There are many factors that influence customers to buy tours. However, checkout fees aren’t one of them in our experience.  

For most businesses in the travel, hospitality, or event industries, the average rate is between 2.63% and 4.31%.

Improving your conversion rate by even 0.5% can lead to thousands of dollars in new revenue.

In this post, we’re diving deep into the psychology of pricing to understand why people buy, as well as sharing tactics you can use today to sell more experiences while increasing profitability.   

Understanding Pricing Psychology

Emotions are the real purchasing drivers.

What many business owners and marketers forget is that conversion rate optimization is a process NOT a goal. If you want to stay in business for the long haul, it is about establishing relationships with your customers NOT about how you can increase your conversion rate from 2% to 4% in the next quarter.

This is especially true for service businesses. Whether you sell a zipline tour across a canyon in the Pacific Northwest, a Game of Thrones inspired escape room game in Nashville or a whitewater rafting adventure in the Rockies, you are selling experiences. To take it a step further you are selling the emotions behind the experience. (i.e excitement, having a fun afternoon with friends, etc.).  

This means that when it comes to pricing, look to other companies that sell experiences such as professional sports leagues, concerts, and even airlines.

Here are three proven tactics you can use to sell more experiences.

Scarcity

When you are looking to buy a plane ticket, have you ever noticed something like, “only 1 ticket left” next to the price. That’s the scarcity principle in action. We naturally place more value in things that are rare or scarce. 

For example, if you run a whitewater rafting company, and you only have 1 instructor and you only do three 8-person trips each day, you can only sell 24 tickets a day. This means if you have sold 20 tickets three weeks out, consider adding a sense of urgency for the remaining 4 tickets as the demand will likely be higher than the supply. 

Anchoring

Have you ever noticed how people are willing to wait for 75 minutes in 95 degree heat to ride Splash Mountain – a 2 minute ride – at Disney World?

This is purely an emotional decision. No amount of logic can convince someone to spend 75 minutes for such a short experience.

Disney is a master at anchoring. They know how to persuade people to spend way more than they usually would spend (both in time and money) for experiences.  

Studies show that the more a person invests in an experience, the more likely they are to truly value it and talk about it with their friends. Hence, Disney again!

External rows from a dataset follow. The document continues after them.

/// Example 2: narrowing a method that implicitly implements an interface method adds an
/// explicit implementation edge.
#[test]
fn example_narrowing_with_explicit_impl() -> Result<()> {
    let policy = PolicyModel::from_xml(
        r#"<ThinModel>
             <Assembly Name="A" Status="ApiRoot">
               <Type Name="A.IM">
                 <Member Name="M"/>
               </Type>
               <Type Name="A.Impl">
                 <Member Name="M" VO="internal"/>
               </Type>
             </Assembly>
           </ThinModel>"#,
    )?;

    let mut a = assembly(
        A,
        vec![
            TypeDefBuilder::new("IM")
                .namespace("A")
                .public()
                .interface()
                .method(
                    MethodDefBuilder::new("M")
                        .public()
                        .abstract_method()
                        .param("value", TypeSignature::I4)
                        .build(),
                )
                .build(),
            TypeDefBuilder::new("Impl")
                .namespace("A")
                .public()
                .implements(class("A.IM"))
                .method(
                    MethodDefBuilder::new("M")
                        .public()
                        .virtual_method()
                        .param("value", TypeSignature::I4)
                        .build(),
                )
                .build(),
        ],
    );
    trim(&policy, TrimOptions::default(), &mut a);

    let implementation = find(&a, "A.Impl");
    let m = method(implementation, "M").unwrap();
    assert_eq!(m.access, MemberAccessFlags::ASSEM);

    assert_eq!(implementation.method_impls.len(), 1);
    let edge = &implementation.method_impls[0];
    assert_eq!(edge.implemented.declaring_type, class("A.IM"));
    assert_eq!(edge.implemented.name, "M");
    assert_eq!(edge.implementing.declaring_type, class("A.Impl"));
    assert_eq!(edge.implementing.name, "M");
    assert_eq!(
        edge.implementing.method_signature().unwrap().params,
        vec![TypeSignature::I4]
    );

    // The interface itself keeps its public member
    let interface = find(&a, "A.IM");
    assert_eq!(method(interface, "M").unwrap().access, MemberAccessFlags::PUBLIC);
    Ok(())
}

While counterintuitive, you can do this using tactics that incite FOMO and adding strong social proof elements (i.e. customer photos, testimonials, videos, etc) to your website. This will create hype and instantly make your experience seem more valuable.

The Baader-Meinhof Phenomenon

The Baader-Meinhof Phenomenon is when you hear something once and then start noticing it everywhere.     

One great example of leveraging this principle at scale is surprise and delight campaigns. They work because they are memorable and out of the ordinary and as a result get more people excited, thinking and talking about your brand.

For example, Southwest Airlines is well-known for their surprise and delight efforts from the flight attendant who raps the safety announcement to the orchestrated effort to fulfill a teen’s birthday wish.

People can’t help but talk about these events. Then, when someone hears one of these stories, Southwest Airlines becomes top of mind. They start to pay attention to any mentions of them that they hear. So when it is time to book their next vacation, which airline do you think they are thinking about?

People can’t help but talk about these events. Then, when someone hears one of these stories, Southwest Airlines becomes top of mind. They start to pay attention to any mentions of them that they hear. So when it is time to book their next vacation, which airline do you think they are thinking about?

Conclusion

In sum, checkout fees are rarely the cause of lost sales. Instead, creating better experiences and establishing relationships with your customers.will go a long way in increasing sales and customer loyalty.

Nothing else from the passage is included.